Pero para conseguir la «condición oficial» en el santoral católico, fue necesario que se diera por válido un milagro, presentado para sustentar su causa.
Para ser santo se requieren dos, según la norma de la iglesia. Pero cuando se es un santo mártir, como en este caso, uno solo basta.
El de Cecilia Flores: la mujer que, según aceptó la iglesia, se curó del síndrome de Hellp (las siglas de Hemolysis, Elevated Liver Enzymes and Low Platelet count o Hemólisis, Enzimas Hepáticas Elevadas y Cuenta Baja de Plaquetas), una rara condición que la tuvo a las puertas de la muerte, sin que pueda explicarse científicamente cómo eso ocurrió.
Rebeca Salas intentaba hallar, antes de que comenzara la ceremonia, el mejor ángulo de la fachada de San Pedro para actualizar las fotos de la cuenta oficial de monseñor Romero en Instagram.
«Mi trabajo en El Salvador es ser la encargada de consignar y llevar el registro de los favores recibidos a través de la intercesión de monseñor Romero», dijo Salas a BBC News Mundo.
«Los casos van desde agradecer porque una batería para el carro costó veinte dólares menos por intercesión de monseñor, hasta el caso de Cecilia», añadió.
Cecilia, que estaba embarazada cuando se enfermó, en 2015, le pidió a Romero que intercediera para que Dios la salvara. A ella y a su hijo, que este domingo vivieron de cerca la canonización.
Salas recordó que, cuando se acercó a la iglesia a dar testimonio, el relato de Cecilia duró casi dos horas. Pero en un principio ella no lo quería dar.
Uno de sus mayores temores era justamente exponerse demasiado a las cámaras.
Para ella, que prefiere mantener el perfil bajo, lo más importante era que se reconociera que «quien va a quedar en el lugar que le corresponde es monseñor Romero y los milagros están para que el mundo los conozca», le dijo la mujer a BBC Mundo antes de su viaje a Roma.
La figura
La ceremonia continuó. Los fieles se pusieron más capas encima para escapar del sol.
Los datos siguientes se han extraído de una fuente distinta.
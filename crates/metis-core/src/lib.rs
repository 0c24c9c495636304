//! Metis Core - Provider-Neutral Content Model
//!
//! This crate defines the data types shared by the metis subsystems:
//! - Content: message bodies exchanged with LLM providers
//! - Request/Response: the provider-neutral generation contract
//! - Event: one turn in a session, as stored by the session service
//!
//! Everything here is plain data with serde support; no I/O lives in this
//! crate.

#![forbid(unsafe_code)]
#![warn(missing_docs)]

pub mod content;
pub mod event;
pub mod request;
pub mod response;

pub use content::{Content, Part, Role};
pub use event::{Event, EventActions};
pub use request::{
    GenerateConfig, LlmRequest, ResponseSchema, ThinkingLevel, ToolDeclaration,
};
pub use response::{FinishReason, LlmResponse, Usage};
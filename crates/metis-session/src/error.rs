//! Error types for metis-session

use thiserror::Error;

/// Session store error type
#[derive(Debug, Error)]
pub enum Error {
    /// The requested session does not exist in the cache
    #[error("session not found: {0}")]
    SessionNotFound(String),

    /// Cache backend error
    #[error("cache error: {0}")]
    Cache(#[from] redis::RedisError),

    /// Durable store error
    #[error("database error: {0}")]
    Database(#[from] sqlx::Error),

    /// Serialization / deserialization error
    #[error("serialization error: {0}")]
    Serialization(#[from] serde_json::Error),

    /// Operation on a closed persister
    #[error("persister is closed")]
    Closed,

    /// General internal error
    #[error("{0}")]
    Internal(String),
}

/// Result type alias
pub type Result<T> = std::result::Result<T, Error>;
El entusiasmo de la madrugada cambió por la solemnidad de la eucaristía a la media mañana.
En la homilía, el papa Francisco resaltó el coraje de los nuevos santos para afrontar su vida.
No solo de Romero: hubo otros cinco canonizados este domingo, desde el papa Pablo VI a María Katharina Kasper, fundadora de la Siervas de Jesucristo, la hermana española Nazaria Ignacia de Santa Teresa de Jesús -muy recordada en Bolivia-, y los sacerdotes Francesco Spinelli y Vicenzo Romano.
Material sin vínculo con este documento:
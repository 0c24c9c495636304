//! Anthropic-style messages adapter
//!
//! Implements the [`Llm`] contract against the messages API using reqwest
//! and hand-rolled wire types, including the pre-send history repair the
//! provider's tool-use invariant requires.

/// Message conversion, history repair, and stream accumulation
mod convert;
/// Wire types and configuration
mod types;


pub use types::{AnthropicConfig, API_VERSION, DEFAULT_BASE_URL};

use futures_util::{future, stream, StreamExt};
use tracing::{debug, info, warn};

use metis_core::LlmRequest;

use crate::error::{Error, Result};
use crate::model::{Llm, LlmResponseStream};
use crate::sse::{sse_response_stream, SseEvent, SseSignal};

use convert::{
    convert_content_to_message, convert_response, convert_tools, partial_text_response,
    repair_message_history, MessageAccumulator,
};
use types::{
    ApiErrorBody, MessageNewRequest, MessageWire, StreamEvent, DEFAULT_MAX_TOKENS,
};

/// Anthropic-style LLM adapter
pub struct AnthropicModel {
    client: reqwest::Client,
    model_name: String,
    api_key: Option<String>,
    base_url: String,
}

impl AnthropicModel {
    /// Create an adapter from the given configuration
    pub fn new(config: AnthropicConfig) -> Result<Self> {
        if config.model_name.is_empty() {
            return Err(Error::NotConfigured("model name is required".to_string()));
        }
        let base_url = config.resolved_base_url();
        let api_key = config.resolved_api_key();
        let client = reqwest::Client::builder()
            .timeout(config.timeout)
            .build()
            .map_err(|e| Error::Network(e.to_string()))?;

        info!(model = %config.model_name, base_url = %base_url, "anthropic model created");

        Ok(Self {
            client,
            model_name: config.model_name,
            api_key,
            base_url,
        })
    }

    /// Translate the neutral request into wire parameters
    fn build_request(&self, request: &LlmRequest, stream: bool) -> Result<MessageNewRequest> {
        let config = request.config.as_ref();

        let mut params = MessageNewRequest {
            model: self.model_name.clone(),
            max_tokens: config
                .and_then(|cfg| cfg.max_output_tokens)
                .filter(|&n| n > 0)
                .unwrap_or(DEFAULT_MAX_TOKENS),
            system: None,
            messages: Vec::new(),
            temperature: None,
            top_p: None,
            stop_sequences: Vec::new(),
            tools: None,
            stream: stream.then_some(true),
        };

        if let Some(system) = config.and_then(|cfg| cfg.system_instruction.as_ref()) {
            let text = system.flattened_text();
            if !text.is_empty() {
                debug!(length = text.len(), "added system instruction");
                params.system = Some(text);
            }
        }

        let mut messages = Vec::new();
        for content in &request.contents {
            if let Some(message) = convert_content_to_message(content)? {
                messages.push(message);
            }
        }

        let original_len = messages.len();
        let messages = repair_message_history(messages);
        if messages.len() != original_len {
            debug!(
                original = original_len,
                repaired = messages.len(),
                "repaired message history"
            );
        }
        params.messages = messages;

        if let Some(cfg) = config {
            params.temperature = cfg.temperature;
            params.top_p = cfg.top_p;
            params.stop_sequences = cfg.stop_sequences.clone();
            if !cfg.tools.is_empty() {
                params.tools = Some(convert_tools(&cfg.tools));
            }
        }

        Ok(params)
    }

    fn generate(&self, request: &LlmRequest) -> LlmResponseStream {
        let params = match self.build_request(request, false) {
            Ok(params) => params,
            Err(e) => return error_stream(e),
        };

        let client = self.client.clone();
        let url = format!("{}/v1/messages", self.base_url);
        let api_key = self.api_key.clone();

        Box::pin(stream::once(async move {
            let message = send_request(&client, &url, api_key.as_deref(), &params).await?;
            if message.content.is_empty() {
                return Err(Error::NoContent);
            }

            let llm_resp = convert_response(&message);
            if let Some(usage) = llm_resp.usage {
                info!(
                    prompt_tokens = usage.prompt_tokens,
                    completion_tokens = usage.completion_tokens,
                    total_tokens = usage.total_tokens,
                    "generation completed"
                );
            }
            Ok(llm_resp)
        }))
    }

    fn generate_stream(&self, request: &LlmRequest) -> LlmResponseStream {
        let params = match self.build_request(request, true) {
            Ok(params) => params,
            Err(e) => return error_stream(e),
        };

        let client = self.client.clone();
        let url = format!("{}/v1/messages", self.base_url);
        let api_key = self.api_key.clone();

        let setup = async move {
            debug!(url = %url, "opening stream");
            let mut req = client
                .post(&url)
                .header("anthropic-version", API_VERSION)
                .header("content-type", "application/json")
                .json(&params);
            if let Some(key) = &api_key {
                req = req.header("x-api-key", key);
            }

            let response = match req.send().await {
                Ok(response) => response,
                Err(e) => return error_stream(Error::Network(e.to_string())),
            };

            let status = response.status();
            if !status.is_success() {
                let body = response.text().await.unwrap_or_default();
                return error_stream(api_error(status, &body));
            }

            let mut acc = MessageAccumulator::default();
            let mut final_emitted = false;
            sse_response_stream(response.bytes_stream(), move |signal| {
                let emit_final = |acc: &MessageAccumulator, emitted: &mut bool| {
                    if *emitted {
                        Vec::new()
                    } else {
                        *emitted = true;
                        vec![Ok(convert_response(&acc.message))]
                    }
                };

                match signal {
                    SseSignal::Event(SseEvent::Data(json)) => {
                        match serde_json::from_str::<StreamEvent>(&json) {
                            Ok(StreamEvent::Error { error }) => vec![Err(Error::Api(format!(
                                "{}: {}",
                                error.r#type, error.message
                            )))],
                            Ok(StreamEvent::MessageStop) => emit_final(&acc, &mut final_emitted),
                            Ok(event) => acc
                                .apply(event)
                                .map(|text| Ok(partial_text_response(text)))
                                .into_iter()
                                .collect(),
                            Err(e) => vec![Err(Error::InvalidResponse(format!(
                                "stream event: {e}"
                            )))],
                        }
                    }
                    SseSignal::Event(SseEvent::Done) | SseSignal::End => {
                        emit_final(&acc, &mut final_emitted)
                    }
                }
            })
        };

        Box::pin(stream::once(setup).flatten())
    }
}

impl Llm for AnthropicModel {
    fn name(&self) -> &str {
        &self.model_name
    }

    fn generate_content(&self, request: LlmRequest, stream: bool) -> LlmResponseStream {
        debug!(stream, contents = request.contents.len(), "generate_content called");
        if stream {
            self.generate_stream(&request)
        } else {
            self.generate(&request)
        }
    }
}

fn error_stream(error: Error) -> LlmResponseStream {
    warn!(%error, "request failed before streaming");
    Box::pin(stream::once(future::ready(Err(error))))
}

fn api_error(status: reqwest::StatusCode, body: &str) -> Error {
    if let Ok(err) = serde_json::from_str::<ApiErrorBody>(body) {
        return Error::Api(format!("{}: {}", err.error.r#type, err.error.message));
    }
    Error::Api(format!("HTTP {status}: {body}"))
}

async fn send_request(
    client: &reqwest::Client,
    url: &str,
    api_key: Option<&str>,
    params: &MessageNewRequest,
) -> Result<MessageWire> {
    debug!(url = %url, "sending request");

    let mut req = client
        .post(url)
        .header("anthropic-version", API_VERSION)
        .header("content-type", "application/json")
        .json(params);
    if let Some(key) = api_key {
        req = req.header("x-api-key", key);
    }

    let response = req.send().await.map_err(|e| Error::Network(e.to_string()))?;
    let status = response.status();
    let body = response
        .text()
        .await
        .map_err(|e| Error::Network(e.to_string()))?;

    if !status.is_success() {
        return Err(api_error(status, &body));
    }

    serde_json::from_str(&body).map_err(|e| Error::InvalidResponse(e.to_string()))
}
Y eso es lo que más emociona a Manuel Meléndez, que estaba en la parte central de la plaza con toda su familia, cada integrante vestido con la misma camiseta tipo beisbolera con la foto de Romero en el pecho y la cabeza cubierta por sombreros de canuto.
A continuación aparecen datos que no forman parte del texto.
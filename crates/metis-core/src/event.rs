//! Session event types
//!
//! An [`Event`] is one turn in a session. Events are append-only; the
//! session service assigns ids and timestamps on append. The serde
//! representation here is the stable wire format stored in the cache and
//! the durable store.

use std::collections::HashMap;

use chrono::{DateTime, Utc};
use serde::{Deserialize, Serialize};

use crate::content::Content;

/// One turn in a session
#[derive(Debug, Clone, Default, Serialize, Deserialize)]
pub struct Event {
    /// Event id, assigned by the session service if empty
    #[serde(default)]
    pub id: String,
    /// Id of the invocation that produced this event
    #[serde(default)]
    pub invocation_id: String,
    /// Author of the turn (agent name or "user")
    #[serde(default)]
    pub author: String,
    /// Server-assigned timestamp
    #[serde(default)]
    pub timestamp: DateTime<Utc>,
    /// Turn content
    #[serde(default, skip_serializing_if = "Option::is_none")]
    pub content: Option<Content>,
    /// True for incremental streaming chunks
    #[serde(default)]
    pub partial: bool,
    /// True on the last event of a turn
    #[serde(default)]
    pub turn_complete: bool,
    /// Error code, when the turn failed
    #[serde(default, skip_serializing_if = "Option::is_none")]
    pub error_code: Option<String>,
    /// Error message, when the turn failed
    #[serde(default, skip_serializing_if = "Option::is_none")]
    pub error_message: Option<String>,
    /// Side effects carried by this event
    #[serde(default)]
    pub actions: EventActions,
}

impl Event {
    /// Create an event with the given author and content
    #[must_use]
    pub fn new(author: impl Into<String>, content: Content) -> Self {
        Self {
            author: author.into(),
            timestamp: Utc::now(),
            content: Some(content),
            ..Self::default()
        }
    }
}

/// State and artifact deltas attached to an event
#[derive(Debug, Clone, Default, Serialize, Deserialize)]
pub struct EventActions {
    /// Session-state keys this event changes
    #[serde(default)]
    pub state_delta: HashMap<String, serde_json::Value>,
    /// Artifact versions this event produces
    #[serde(default)]
    pub artifact_delta: HashMap<String, i64>,
}
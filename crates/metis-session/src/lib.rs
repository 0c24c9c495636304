//! Metis Session - Hybrid Session Store
//!
//! This crate provides the session infrastructure of the metis runtime:
//! - RedisSessionService: TTL-cached session store, authoritative for
//!   reads
//! - SessionPersister: the write-behind replication contract
//! - PostgresSessionPersister: durable sink with a bounded async queue,
//!   sharded event tables, and gap-free per-session event ordering

#![forbid(unsafe_code)]
#![warn(missing_docs)]

pub mod error;
pub mod events;
pub mod persister;
pub mod postgres;
pub mod service;
pub mod session;
pub mod state;

pub use error::{Error, Result};
pub use events::EventsView;
pub use persister::SessionPersister;
pub use postgres::{PostgresClient, PostgresConfig, PostgresSessionPersister};
pub use service::{
    CreateSessionRequest, DeleteSessionRequest, GetSessionRequest, ListSessionsRequest,
    RedisSessionService, DEFAULT_SESSION_TTL,
};
pub use session::{Session, SessionRecord};
pub use state::SessionState;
«Fue un hombre que nos enseñó el coraje que da la fe», dijo.
Uno de sus hijos, que lleva su mismo nombre, lo interrumpe y aclara:
«Una de las cosas más importantes de que monseñor sea santo, es que ahora es de todos y no solo de una fracción del país«, señaló.
No hay una sola persona entre quienes vivían en El Salvador cuando murió Romero que no mencione el ataque por fuerzas del gobierno el día de su entierro, el 30 de marzo de 1980.
De acuerdo con los reportes, unas 40 personas murieron aquel día.
Para el periodista Carlos Dada -quien prepara un libro sobre el tema-, ése fue el comienzo formal de la Guerra Civil que desangró a El Salvador durante diez años.
Por eso la renuencia a hablar de la situación política del país.
«No queremos que Romero se vuelva un personaje político, porque el único bando que tomó fue por los pobres. Y su canonización es un asunto religioso, de su vida espiritual», reclamó Salas.
El papa Francisco concluye la ceremonia con un paseo en su Papamóvil a ritmo lento por las calles creadas entre vallas en la plaza, donde los feligreses estallan a su paso en aplausos.
Apostadas contras las barreras de seguridad están Maryori y Norma.
«Ahora tenemos santo, qué emoción», dijo Mayori con una sonrisa enorme, mientras eleva una estampa donde se lee «San Óscar Arnulfo Romero, Obispo y Mártir».
«Y uno bien milagroso, vea», añadió Norma.